I’d like to begin a series addressing the age-old school-boy question, namely,

What is $1+1+1+...\ =\ ?$

I’ve found that most people, even mathematically-inclined folk, are contented with the answer “$\infty$” – and so was I, until I learned about ordinal and surreal numbers – these are classes of numbers which contain all of the regular counting numbers $\mathbb{N} = \{ 0, 1, 2, 3, 4,… \}$, as well as more exotic elements, some of which we will meet today. When I learned about them in high school, I thought these number systems might help us to extend sums like these, after all, I had seen how infinite sums such as:

\[\frac{1}{2}+\frac{1}{4}+\frac{1}{8}+...\ = 1\]

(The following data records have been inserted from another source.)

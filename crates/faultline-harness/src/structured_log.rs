//! Machine-readable JSONL run log.
//!
//! Provides:
//! - [`LogEntry`]: one JSONL record with required + optional fields.
//! - [`LogEmitter`]: writes entries to a file or any writer, assigning trace ids.
//! - [`validate_log_line`]: validates a single JSONL line against the schema.
//! - [`validate_log_file`]: validates an entire JSONL file.
//!
//! Trace ids have the form `<run_id>::<suite>::<seq>`; `-` stands in for the
//! suite outside any suite run.

use std::io::Write;
use std::path::Path;
use std::time::Duration;

use chrono::{SecondsFormat, Utc};
use faultline_core::{Fault, FaultKind, OutcomeKind};
use serde::{Deserialize, Serialize};

/// Event names the harness emits.
pub const EVENTS: [&str; 7] = [
    "suite_start",
    "test_start",
    "test_log",
    "test_result",
    "fault",
    "suite_summary",
    "run_complete",
];

const LEVELS: [&str; 6] = ["trace", "debug", "info", "warn", "error", "fatal"];
const OUTCOMES: [&str; 4] = ["pass", "assertion", "explicit", "fault"];
const FAULT_KINDS: [&str; 8] = [
    "segmentation_fault",
    "bus_error",
    "floating_point_exception",
    "illegal_instruction",
    "aborted",
    "other_signal",
    "panic",
    "abnormal_exit",
];

/// Severity level for log entries.
#[derive(Debug, Clone, Copy, PartialEq, Eq, Serialize, Deserialize)]
#[serde(rename_all = "lowercase")]
pub enum LogLevel {
    Trace,
    Debug,
    Info,
    Warn,
    Error,
    Fatal,
}

/// Canonical structured log entry.
///
/// Required fields: `timestamp`, `trace_id`, `level`, `event`.
#[derive(Debug, Clone, Serialize, Deserialize)]
pub struct LogEntry {
    // Required
    pub timestamp: String,
    pub trace_id: String,
    pub level: LogLevel,
    pub event: String,

    // Optional
    #[serde(skip_serializing_if = "Option::is_none")]
    pub suite: Option<String>,
    #[serde(skip_serializing_if = "Option::is_none")]
    pub test: Option<String>,
    #[serde(skip_serializing_if = "Option::is_none")]
    pub outcome: Option<OutcomeKind>,
    #[serde(skip_serializing_if = "Option::is_none")]
    pub fault: Option<FaultKind>,
    #[serde(skip_serializing_if = "Option::is_none")]
    pub signal: Option<i32>,
    /// Wall-clock duration of the test or suite (milliseconds).
    #[serde(skip_serializing_if = "Option::is_none")]
    pub duration_ms: Option<u64>,
    #[serde(skip_serializing_if = "Option::is_none")]
    pub message: Option<String>,
    #[serde(skip_serializing_if = "Option::is_none")]
    pub details: Option<serde_json::Value>,
}

impl LogEntry {
    /// Create a new log entry with required fields only.
    #[must_use]
    pub fn new(trace_id: impl Into<String>, level: LogLevel, event: impl Into<String>) -> Self {
        Self {
            timestamp: now_utc(),
            trace_id: trace_id.into(),
            level,
            event: event.into(),
            suite: None,
            test: None,
            outcome: None,
            fault: None,
            signal: None,
            duration_ms: None,
            message: None,
            details: None,
        }
    }

    /// Entry whose trace id is assigned by the emitter.
    #[must_use]
    pub fn event(level: LogLevel, event: impl Into<String>) -> Self {
        Self::new(String::new(), level, event)
    }

    #[must_use]
    pub fn with_suite(mut self, suite: Option<&str>) -> Self {
        self.suite = suite.map(str::to_string);
        self
    }

    #[must_use]
    pub fn with_test(mut self, test: Option<&str>) -> Self {
        self.test = test.map(str::to_string);
        self
    }

    #[must_use]
    pub fn with_outcome(mut self, outcome: OutcomeKind) -> Self {
        self.outcome = Some(outcome);
        self
    }

    /// Set fault kind and signal number from `fault`.
    #[must_use]
    pub fn with_fault(mut self, fault: &Fault) -> Self {
        self.fault = Some(fault.kind);
        self.signal = fault.signal;
        self
    }

    #[must_use]
    pub fn with_duration(mut self, elapsed: Duration) -> Self {
        self.duration_ms = Some(u64::try_from(elapsed.as_millis()).unwrap_or(u64::MAX));
        self
    }

    #[must_use]
    pub fn with_message(mut self, message: impl Into<String>) -> Self {
        self.message = Some(message.into());
        self
    }

    #[must_use]
    pub fn with_details(mut self, details: serde_json::Value) -> Self {
        self.details = Some(details);
        self
    }

    /// Serialize to a single JSON line (no trailing newline).
    pub fn to_jsonl(&self) -> Result<String, serde_json::Error> {
        serde_json::to_string(self)
    }
}

/// Writes JSONL entries with sequential trace ids.
pub struct LogEmitter {
    writer: Box<dyn Write>,
    seq: u64,
    run_id: String,
}

impl LogEmitter {
    /// Create an emitter that writes to a file, truncating it.
    pub fn to_file(path: &Path, run_id: &str) -> std::io::Result<Self> {
        let file = std::fs::File::create(path)?;
        Ok(Self::to_writer(std::io::BufWriter::new(file), run_id))
    }

    pub fn to_writer(writer: impl Write + 'static, run_id: &str) -> Self {
        Self {
            writer: Box::new(writer),
            seq: 0,
            run_id: run_id.to_string(),
        }
    }

    #[must_use]
    pub fn run_id(&self) -> &str {
        &self.run_id
    }

    fn next_trace_id(&mut self, suite: Option<&str>) -> String {
        self.seq += 1;
        format!("{}::{}::{:03}", self.run_id, suite.unwrap_or("-"), self.seq)
    }

    /// Emit `entry`, assigning a trace id if it has none.
    pub fn emit_entry(&mut self, mut entry: LogEntry) -> std::io::Result<()> {
        if entry.trace_id.is_empty() {
            entry.trace_id = self.next_trace_id(entry.suite.as_deref());
        }
        let line = entry.to_jsonl().map_err(std::io::Error::other)?;
        writeln!(self.writer, "{line}")
    }

    pub fn flush(&mut self) -> std::io::Result<()> {
        self.writer.flush()
    }
}

impl std::fmt::Debug for LogEmitter {
    fn fmt(&self, f: &mut std::fmt::Formatter<'_>) -> std::fmt::Result {
        f.debug_struct("LogEmitter")
            .field("run_id", &self.run_id)
            .field("seq", &self.seq)
            .finish_non_exhaustive()
    }
}

/// Fresh run id: UTC start time plus process id.
#[must_use]
pub fn new_run_id() -> String {
    format!(
        "run-{}-{}",
        Utc::now().format("%Y%m%dT%H%M%SZ"),
        std::process::id()
    )
}

// ---------------------------------------------------------------------------
// Validation
// ---------------------------------------------------------------------------

/// Validation error for a log line.
#[derive(Debug, thiserror::Error)]
#[error("line {line_number}: field '{field}': {message}")]
pub struct LogValidationError {
    pub line_number: usize,
    pub field: String,
    pub message: String,
}

/// Validate a single JSONL line.
pub fn validate_log_line(
    line: &str,
    line_number: usize,
) -> Result<LogEntry, Vec<LogValidationError>> {
    let mut errors = Vec::new();
    let mut push = |field: &str, message: String| {
        errors.push(LogValidationError {
            line_number,
            field: field.to_string(),
            message,
        });
    };

    let value: serde_json::Value = match serde_json::from_str(line) {
        Ok(v) => v,
        Err(e) => {
            push("<json>", format!("invalid JSON: {e}"));
            return Err(errors);
        }
    };
    let Some(obj) = value.as_object() else {
        push("<root>", "expected JSON object".to_string());
        return Err(errors);
    };

    for field in ["timestamp", "trace_id", "level", "event"] {
        if !obj.contains_key(field) {
            push(field, "required field missing".to_string());
        }
    }

    let vocabularies: [(&str, &[&str]); 4] = [
        ("level", &LEVELS),
        ("event", &EVENTS),
        ("outcome", &OUTCOMES),
        ("fault", &FAULT_KINDS),
    ];
    for (field, allowed) in vocabularies {
        if let Some(value) = obj.get(field).and_then(|v| v.as_str())
            && !allowed.contains(&value)
        {
            push(field, format!("invalid {field}: '{value}'"));
        }
    }

    if let Some(trace_id) = obj.get("trace_id").and_then(|v| v.as_str())
        && trace_id.split("::").count() != 3
    {
        push(
            "trace_id",
            format!("trace_id should follow <run_id>::<suite>::<seq> format, got: '{trace_id}'"),
        );
    }

    if obj.get("event").and_then(|v| v.as_str()) == Some("fault") && !obj.contains_key("fault") {
        push("fault", "fault events must name the fault kind".to_string());
    }

    if !errors.is_empty() {
        return Err(errors);
    }

    serde_json::from_value::<LogEntry>(value).map_err(|e| {
        vec![LogValidationError {
            line_number,
            field: "<deserialization>".to_string(),
            message: format!("failed to deserialize: {e}"),
        }]
    })
}

/// Validate an entire JSONL file.
///
/// Returns the total line count and any validation errors found.
pub fn validate_log_file(path: &Path) -> Result<(usize, Vec<LogValidationError>), std::io::Error> {
    let content = std::fs::read_to_string(path)?;
    let mut all_errors = Vec::new();
    let mut line_count = 0;

    for (i, line) in content.lines().enumerate() {
        let line = line.trim();
        if line.is_empty() {
            continue;
        }
        line_count += 1;
        if let Err(errs) = validate_log_line(line, i + 1) {
            all_errors.extend(errs);
        }
    }

    Ok((line_count, all_errors))
}

fn now_utc() -> String {
    Utc::now().to_rfc3339_opts(SecondsFormat::Millis, true)
}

Had been conquered by clever proofs like the one below:

_{A unit square is cut in half, the right half is then cut into another half so that it is $\frac{1}{4}$th the area of the original, and so on ad-infinitum, the resulting pieces can then be arranged to make the original square.}

So why couldn’t the notion of an infinite sum be extended even further to include any arbitrary sequence? In this series I would like to catalog all of the approaches which I’ve seen for answering this specific question – yes, surprisingly, there are different answers depending on the field of mathematics you choose to study. I’ll begin with the most natural place, which is the study of Set Theory and in particular the theory of Ordinal numbers. Upon my presentation, it may well seem like the theory we explore will be able to answer this question, but by the end I’ll introduce some problems with this perspective.

Set Theory

Set theory refers to the current foundations of mathematics. At one point, the foundations undergirding mathematics were Geometry, in particular Euclidean Geometry, but a series of revelations and crises, as well as some remarkable results by one Georg Cantor, set the stage for the modern foundations we have today, these are a collection of axioms known as ZFC Set Theory. ZFC stands for Zermelo, Frankel, and Choice, the first two were leading pioneers in the foundations of set theory, and Choice refers to an axiom of Choice. There are advocates for competing foundations, namely Category Theory and Homotopy Type Theory (HoTT). Before we can answer the question above, we ought to first answer even more basic questions, such as, what is meant by “$1$,” what is meant by “$+$?” Before we can do that, we need to discuss Axioms.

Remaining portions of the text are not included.